• **PROBLEM**
Copies of all lines that contain "GeneralChecklist" are needed; take them from the data below.

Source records
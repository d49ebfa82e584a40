use super::{BusinessException, BusinessValidator};
use crate::workflows::admission::checklist::{
    ChecklistNode, ChecklistStatus, SECONDARY_STUDIES_IDENTIFIER,
};
use crate::workflows::admission::domain::ExperienceId;

/// Before the previous experience tab succeeds, every valorised experience and the secondary
/// studies must be validated (or deferred after enrolment) in the checklist.
///
/// The whole set is scanned before deciding, so the outcome does not depend on the order of
/// the experiences or of the checklist children.
#[derive(Debug, Clone, Copy)]
pub struct ExperienceChecklistsValidated<'a> {
    pub target_status: ChecklistStatus,
    pub previous_experience: &'a ChecklistNode,
    pub valorised_experiences: &'a [ExperienceId],
}

impl ExperienceChecklistsValidated<'_> {
    fn qualifies(node: &ChecklistNode) -> bool {
        matches!(
            node.status,
            Some(ChecklistStatus::Success | ChecklistStatus::BlockedLater)
        )
    }

    /// Identifiers of the experiences missing or not validated in the checklist.
    pub fn pending(&self) -> Vec<String> {
        self.valorised_experiences
            .iter()
            .map(ExperienceId::to_string)
            .chain(std::iter::once(SECONDARY_STUDIES_IDENTIFIER.to_string()))
            .filter(|identifier| {
                !self
                    .previous_experience
                    .child(identifier)
                    .is_some_and(Self::qualifies)
            })
            .collect()
    }
}

impl BusinessValidator for ExperienceChecklistsValidated<'_> {
    fn validate(&self) -> Result<(), BusinessException> {
        if self.target_status != ChecklistStatus::Success {
            return Ok(());
        }
        if !self.pending().is_empty() {
            return Err(BusinessException::ExperienceChecklistsNotValidated);
        }
        Ok(())
    }
}

#[cfg(test)]
mod tests {
    use super::*;
    use crate::workflows::admission::checklist::ChecklistExtra;
    use proptest::prelude::*;

    fn child(identifier: &str, status: ChecklistStatus) -> ChecklistNode {
        ChecklistNode::new(identifier, status).with_extra(ChecklistExtra::IDENTIFIER, identifier)
    }

    fn tab(children: Vec<ChecklistNode>) -> ChecklistNode {
        ChecklistNode {
            children,
            ..ChecklistNode::new("Previous experience", ChecklistStatus::InProgress)
        }
    }

    #[test]
    fn other_target_statuses_are_not_checked() {
        let previous = tab(Vec::new());
        let experiences = [ExperienceId::new()];
        let check = ExperienceChecklistsValidated {
            target_status: ChecklistStatus::Blocked,
            previous_experience: &previous,
            valorised_experiences: &experiences,
        };
        assert_eq!(check.validate(), Ok(()));
    }

    #[test]
    fn deferred_experiences_qualify() {
        let experience = ExperienceId::new();
        let previous = tab(vec![
            child(SECONDARY_STUDIES_IDENTIFIER, ChecklistStatus::Success),
            child(&experience.to_string(), ChecklistStatus::BlockedLater),
        ]);
        let check = ExperienceChecklistsValidated {
            target_status: ChecklistStatus::Success,
            previous_experience: &previous,
            valorised_experiences: &[experience],
        };
        assert_eq!(check.validate(), Ok(()));
    }

    #[test]
    fn secondary_studies_are_always_required() {
        let previous = tab(Vec::new());
        let check = ExperienceChecklistsValidated {
            target_status: ChecklistStatus::Success,
            previous_experience: &previous,
            valorised_experiences: &[],
        };
        assert_eq!(
            check.validate(),
            Err(BusinessException::ExperienceChecklistsNotValidated)
        );
        assert_eq!(check.pending(), vec![SECONDARY_STUDIES_IDENTIFIER.to_string()]);
    }

    fn status() -> impl Strategy<Value = ChecklistStatus> {
        prop_oneof![
            Just(ChecklistStatus::InitialCandidate),
            Just(ChecklistStatus::InProgress),
            Just(ChecklistStatus::Blocked),
            Just(ChecklistStatus::BlockedLater),
            Just(ChecklistStatus::Success),
        ]
    }

    proptest! {
        #[test]
        fn outcome_ignores_children_order(statuses in prop::collection::vec(status(), 1..6)) {
            let experiences: Vec<_> = statuses.iter().map(|_| ExperienceId::new()).collect();
            let mut children: Vec<_> = experiences
                .iter()
                .zip(&statuses)
                .map(|(id, status)| child(&id.to_string(), *status))
                .collect();
            children.push(child(SECONDARY_STUDIES_IDENTIFIER, ChecklistStatus::Success));

            let forward = tab(children.clone());
            children.reverse();
            let backward = tab(children);

            let check = |node: &ChecklistNode| ExperienceChecklistsValidated {
                target_status: ChecklistStatus::Success,
                previous_experience: node,
                valorised_experiences: &experiences,
            }
            .validate();

            let expected_ok = statuses
                .iter()
                .all(|status| matches!(status, ChecklistStatus::Success | ChecklistStatus::BlockedLater));
            prop_assert_eq!(check(&forward), check(&backward));
            prop_assert_eq!(check(&forward).is_ok(), expected_ok);
        }
    }
}
impl Proposition {
    pub fn new(
        formation: FormationIdentity,
        candidate: CandidateId,
        request_type: RequestType,
        now: DateTime<Utc>,
    ) -> Self {
        Self {
            id: PropositionId::new(),
            formation,
            candidate,
            status: PropositionStatus::Draft,
            request_type,
            created_at: now,
            modified_at: now,
            submitted_at: None,
            submitted_pool: None,
            declarations: PoolDeclarations::default(),
            specific_answers: BTreeMap::new(),
            curriculum_file: Vec::new(),
            equivalence: Vec::new(),
            accounting: Accounting::default(),
            valorised_experiences: Vec::new(),
            checklists: AdmissionChecklists::default(),
            requested_documents: Vec::new(),
            faculty_decision: FacultyDecision::default(),
            sic_decision: SicDecision::default(),
            cdd_decision: CddDecision::default(),
        }
    }

    fn ensure_active(&self) -> Result<(), BusinessException> {
        if self.status == PropositionStatus::Cancelled {
            return Err(BusinessException::PropositionCancelled);
        }
        Ok(())
    }

    /// Refuse changes once the proposition left the draft stages.
    pub(crate) fn ensure_in_progress(&self) -> Result<(), BusinessException> {
        self.ensure_active()?;
        if !self.status.is_in_progress() {
            return Err(BusinessException::PropositionAlreadySubmitted);
        }
        Ok(())
    }

    fn checklist(&self) -> &GeneralChecklist {
        &self.checklists.current
    }

    fn moved_to(&mut self, status: PropositionStatus, now: DateTime<Utc>, transition: &str) {
        let from = self.status;
        self.status = status;
        self.modified_at = now;
        info!(
            proposition = %self.id,
            from = from.label(),
            to = status.label(),
            transition,
            "proposition status changed"
        );
    }

    /// Record a verified submission and generate the review checklist.
    pub fn submit(
        &mut self,
        pool: DeterminedPool,
        facts: &InitialChecklistFacts,
        now: DateTime<Utc>,
    ) -> Result<(), MultipleBusinessExceptions> {
        self.ensure_in_progress()?;
        self.submitted_pool = Some(pool);
        self.submitted_at = Some(now);
        self.checklists = AdmissionChecklists::new(GeneralChecklist::initial(facts));
        self.moved_to(PropositionStatus::Confirmed, now, "submit");
        Ok(())
    }

    pub fn cancel(&mut self, now: DateTime<Utc>) -> Result<(), MultipleBusinessExceptions> {
        self.ensure_in_progress()?;
        self.moved_to(PropositionStatus::Cancelled, now, "cancel");
        Ok(())
    }

    pub fn send_to_faculty(&mut self, now: DateTime<Utc>) -> Result<(), MultipleBusinessExceptions> {
        self.ensure_active()?;
        execute_and_aggregate([Check::validator(SicMaySendToFaculty {
            status: self.status,
        })])?;
        self.moved_to(PropositionStatus::FacTreatment, now, "send_to_faculty");
        Ok(())
    }

    /// The faculty hands the file back to SIC without deciding.
    pub fn send_back_to_sic(&mut self, now: DateTime<Utc>) -> Result<(), MultipleBusinessExceptions> {
        self.ensure_active()?;
        execute_and_aggregate([Check::validator(FacultyMaySendToSic {
            status: self.status,
            faculty_decision: self.checklist().tab(ChecklistTab::FacultyDecision),
        })])?;
        self.moved_to(PropositionStatus::ReturnedFromFac, now, "send_back_to_sic");
        Ok(())
    }

    /// Replace the faculty approval details while the faculty holds the file.
    pub fn specify_faculty_approval(
        &mut self,
        decision: FacultyDecision,
        now: DateTime<Utc>,
    ) -> Result<(), MultipleBusinessExceptions> {
        self.ensure_active()?;
        execute_and_aggregate([Check::validator(FacultyDecisionInformationEditable {
            status: self.status,
        })])?;
        self.faculty_decision = decision;
        self.modified_at = now;
        Ok(())
    }

    pub fn refuse_by_faculty(
        &mut self,
        reasons: Vec<String>,
        other_reasons: Vec<String>,
        now: DateTime<Utc>,
    ) -> Result<(), MultipleBusinessExceptions> {
        self.ensure_active()?;
        execute_and_aggregate([
            Check::validator(FacultyMayDecide {
                status: self.status,
            }),
            Check::validator(FacultyRefusalReasonSpecified {
                reasons: &reasons,
                other_reasons: &other_reasons,
            }),
        ])?;

        self.faculty_decision.refusal_reasons = reasons;
        self.faculty_decision.other_refusal_reasons = other_reasons;
        self.checklists.current.set_status(
            ChecklistTab::FacultyDecision,
            ChecklistStatus::Blocked,
            ChecklistExtra::new().with(ChecklistExtra::DECISION, FACULTY_IN_DECISION),
        );
        self.moved_to(PropositionStatus::ReturnedFromFac, now, "refuse_by_faculty");
        Ok(())
    }

    pub fn approve_by_faculty(&mut self, now: DateTime<Utc>) -> Result<(), MultipleBusinessExceptions> {
        self.ensure_active()?;
        let decision = &self.faculty_decision;
        execute_and_aggregate([
            Check::validator(FacultyMayDecide {
                status: self.status,
            }),
            Check::validator(FacultyApprovalConditionsSpecified {
                with_additional_conditions: decision.with_additional_conditions,
                existing_conditions: &decision.existing_conditions,
                free_conditions: &decision.free_conditions,
            }),
            Check::validator(TrainingComplementsEmptyWhenNone {
                with_training_complements: decision.with_training_complements,
                training_complements: &decision.training_complements,
                comment: &decision.training_complements_comment,
            }),
            Check::validator(ProgramDurationSpecified {
                program_years: decision.program_years,
            }),
            Check::validator(AccessTitleSelectedToSendToSic {
                selected_titles: &decision.selected_access_titles,
            }),
            Check::validator(NoImmediateDocumentRequest {
                documents: &self.requested_documents,
            }),
        ])?;

        self.checklists.current.set_status(
            ChecklistTab::FacultyDecision,
            ChecklistStatus::Success,
            ChecklistExtra::new(),
        );
        self.moved_to(PropositionStatus::ReturnedFromFac, now, "approve_by_faculty");
        Ok(())
    }

    /// SIC approval of the request, stated as an admission or an enrolment by the caller.
    pub fn approve_by_sic(
        &mut self,
        expected: RequestType,
        now: DateTime<Utc>,
    ) -> Result<(), MultipleBusinessExceptions> {
        self.ensure_active()?;
        let checklist = self.checklist();
        let previous_experience = checklist.tab(ChecklistTab::PreviousExperience);
        let sic = &self.sic_decision;

        let mut checks = vec![
            Check::validator(SicMayDecide {
                status: self.status,
            }),
            Check::validator(PreviousExperienceSufficient {
                previous_experience,
            }),
            Check::validator(AccessConditionSelected {
                previous_experience_status: previous_experience.status,
                access_condition: sic.access_condition,
                access_condition_year: sic.access_condition_year,
            }),
            Check::validator(FinanceabilityReadyForApproval {
                financeability: checklist.tab(ChecklistTab::Financeability),
            }),
            Check::validator(PersonalDataValidated {
                personal_data: checklist.tab(ChecklistTab::PersonalData),
            }),
            Check::validator(NoImmediateDocumentRequest {
                documents: &self.requested_documents,
            }),
        ];
        match expected {
            RequestType::Admission => checks.push(Check::validator(RequestIsAdmission {
                request_type: self.request_type,
            })),
            RequestType::Enrolment => {
                checks.push(Check::validator(RequestIsEnrolment {
                    request_type: self.request_type,
                }));
                checks.push(Check::validator(SicChecklistReadyForEnrolmentApproval {
                    sic_decision: checklist.tab(ChecklistTab::SicDecision),
                    dispensation_need: sic.dispensation_need,
                }));
                if sic.late_enrolment {
                    checks.push(Check::validator(LateEnrolmentWithAccessCondition {
                        late_enrolment: sic.late_enrolment,
                        access_condition: sic.access_condition,
                    }));
                }
            }
        }
        execute_and_aggregate(checks)?;

        self.checklists.current.set_status(
            ChecklistTab::SicDecision,
            ChecklistStatus::Success,
            ChecklistExtra::new(),
        );
        self.moved_to(PropositionStatus::EnrolmentAuthorised, now, "approve_by_sic");
        Ok(())
    }

    pub fn refuse_by_cdd(
        &mut self,
        reasons: Vec<String>,
        other_reasons: Vec<String>,
        now: DateTime<Utc>,
    ) -> Result<(), MultipleBusinessExceptions> {
        self.ensure_active()?;
        execute_and_aggregate([
            Check::validator(CddMayDecide {
                status: self.status,
            }),
            Check::validator(CddClosedStatusIsFinal {
                cdd_decision: self.checklist().tab(ChecklistTab::CddDecision),
            }),
            Check::validator(CddRefusalReasonSpecified {
                reasons: &reasons,
                other_reasons: &other_reasons,
            }),
        ])?;

        self.cdd_decision.refusal_reasons = reasons;
        self.cdd_decision.other_refusal_reasons = other_reasons;
        self.checklists.current.set_status(
            ChecklistTab::CddDecision,
            ChecklistStatus::Blocked,
            ChecklistExtra::new().with(ChecklistExtra::DECISION, CDD_IN_DECISION),
        );
        self.modified_at = now;
        info!(proposition = %self.id, "CDD refusal recorded");
        Ok(())
    }

    pub fn close_by_cdd(&mut self, now: DateTime<Utc>) -> Result<(), MultipleBusinessExceptions> {
        self.ensure_active()?;
        execute_and_aggregate([
            Check::validator(CddMayDecide {
                status: self.status,
            }),
            Check::validator(CddClosedStatusIsFinal {
                cdd_decision: self.checklist().tab(ChecklistTab::CddDecision),
            }),
        ])?;

        self.checklists.current.set_status(
            ChecklistTab::CddDecision,
            ChecklistStatus::Blocked,
            ChecklistExtra::new().with(ChecklistExtra::DECISION, CDD_CLOSED),
        );
        self.moved_to(PropositionStatus::Closed, now, "close_by_cdd");
        Ok(())
    }

    /// Move the previous experience tab, checking every valorised experience first when it
    /// becomes sufficient.
    pub fn change_previous_experience_status(
        &mut self,
        status: ChecklistStatus,
        extra: ChecklistExtra,
        now: DateTime<Utc>,
    ) -> Result<(), MultipleBusinessExceptions> {
        self.ensure_active()?;
        execute_and_aggregate([
            Check::validator(ExperienceChecklistsValidated {
                target_status: status,
                previous_experience: self.checklist().tab(ChecklistTab::PreviousExperience),
                valorised_experiences: &self.valorised_experiences,
            }),
            Check::validator(AccessConditionSelected {
                previous_experience_status: Some(status),
                access_condition: self.sic_decision.access_condition,
                access_condition_year: self.sic_decision.access_condition_year,
            }),
            Check::validator(AccessTitleSelected {
                previous_experience_status: Some(status),
                selected_titles: &self.faculty_decision.selected_access_titles,
            }),
        ])?;

        self.checklists
            .current
            .set_status(ChecklistTab::PreviousExperience, status, extra);
        self.modified_at = now;
        info!(
            proposition = %self.id,
            status = status.wire_name(),
            "previous experience checklist changed"
        );
        Ok(())
    }

    /// Valorise a curriculum experience. Once submitted, its review node is tracked as well.
    pub fn valorise_experience(
        &mut self,
        experience: ExperienceId,
        now: DateTime<Utc>,
    ) -> Result<(), MultipleBusinessExceptions> {
        self.ensure_active()?;
        if !self.valorised_experiences.contains(&experience) {
            self.valorised_experiences.push(experience);
        }
        if self.submitted_at.is_some() {
            self.checklists.current.add_experience(experience);
        }
        self.modified_at = now;
        info!(proposition = %self.id, %experience, "experience valorised");
        Ok(())
    }

    /// Valorise a copy of `source`, carrying over its review state.
    pub fn duplicate_experience(
        &mut self,
        source: ExperienceId,
        duplicate: ExperienceId,
        now: DateTime<Utc>,
    ) -> Result<(), MultipleBusinessExceptions> {
        self.ensure_active()?;
        if !self.valorised_experiences.contains(&source) {
            return Err(BusinessException::ExperienceNotFound(source.to_string()).into());
        }
        if self.submitted_at.is_some() {
            self.checklists
                .current
                .duplicate_experience(source, duplicate)?;
        }
        if !self.valorised_experiences.contains(&duplicate) {
            self.valorised_experiences.push(duplicate);
        }
        self.modified_at = now;
        info!(proposition = %self.id, %source, %duplicate, "experience duplicated");
        Ok(())
    }

    pub fn remove_experience(
        &mut self,
        experience: ExperienceId,
        now: DateTime<Utc>,
    ) -> Result<(), MultipleBusinessExceptions> {
        self.ensure_active()?;
        if !self.valorised_experiences.contains(&experience) {
            return Err(BusinessException::ExperienceNotFound(experience.to_string()).into());
        }
        if self.submitted_at.is_some() {
            self.checklists.current.remove_experience(experience)?;
        }
        self.valorised_experiences.retain(|tracked| *tracked != experience);
        self.modified_at = now;
        info!(proposition = %self.id, %experience, "experience removed");
        Ok(())
    }
}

• **TASK OUTPUT**
    fn checklist(&self) -> &GeneralChecklist {
        self.checklists = AdmissionChecklists::new(GeneralChecklist::initial(facts));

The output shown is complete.